WHAT YOU WILL DO =
Search the records for the word "visits" and copy every line in which it occurs.

[Data items]
- Opening Delimiter -
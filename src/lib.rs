//! Multi-window sliding-log rate limiting for in-process services.
//!
//! Each visitor (string or integer key, or an encoded IPv4 address) is held
//! to one or more rules of the form "at most N visits per window W". A visit
//! is admitted only when every rule still has room. Per-visitor admission
//! deadlines live in fixed-capacity rings inside a slot pool that recycles
//! and compacts itself as visitors come and go, and the whole state can be
//! periodically snapshotted to disk and restored across restarts.
//!
//! Windows are expected to be at least one second; burst shaping at
//! sub-second granularity is a token bucket's job, not this crate's.
//!
//! ```no_run
//! use std::time::Duration;
//! use floodgate::Limiter;
//!
//! #[tokio::main]
//! async fn main() {
//!     let mut limiter = Limiter::new();
//!     limiter.add_rule(Duration::from_secs(10), 2);
//!     limiter.add_rule(Duration::from_secs(3600), 100);
//!     limiter.load_and_autosave("visits").unwrap();
//!
//!     assert!(limiter.allow_visit("alice"));
//!     assert!(limiter.allow_visit_ipv4("203.0.113.7"));
//! }
//! ```

mod clock;
mod error;
mod ip;
mod key;
mod limiter;
mod ring;
mod rule;
mod snapshot;
mod stats;
mod sweep;

pub use error::SnapshotError;
pub use ip::{i64_to_ip4, ip4_to_i64};
pub use key::Key;
pub use limiter::Limiter;
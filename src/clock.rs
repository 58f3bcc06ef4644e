//! Epoch-nanosecond clock readings.

use std::time::{SystemTime, UNIX_EPOCH};

/// Current time as nanoseconds since the Unix epoch.
///
/// Deadlines are persisted across process restarts, so they are anchored to
/// the epoch rather than to a process-local monotonic instant. Within one
/// rule, readings are ordered by the rule mutex.
pub(crate) fn now_ns() -> i64 {
    SystemTime::now()
        .duration_since(UNIX_EPOCH)
        .expect("system clock before epoch")
        .as_nanos() as i64
}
- Closing Delimiter -
EXERCISE OUTPUT =
//! to one or more rules of the form "at most N visits per window W". A visit
//!     limiter.load_and_autosave("visits").unwrap();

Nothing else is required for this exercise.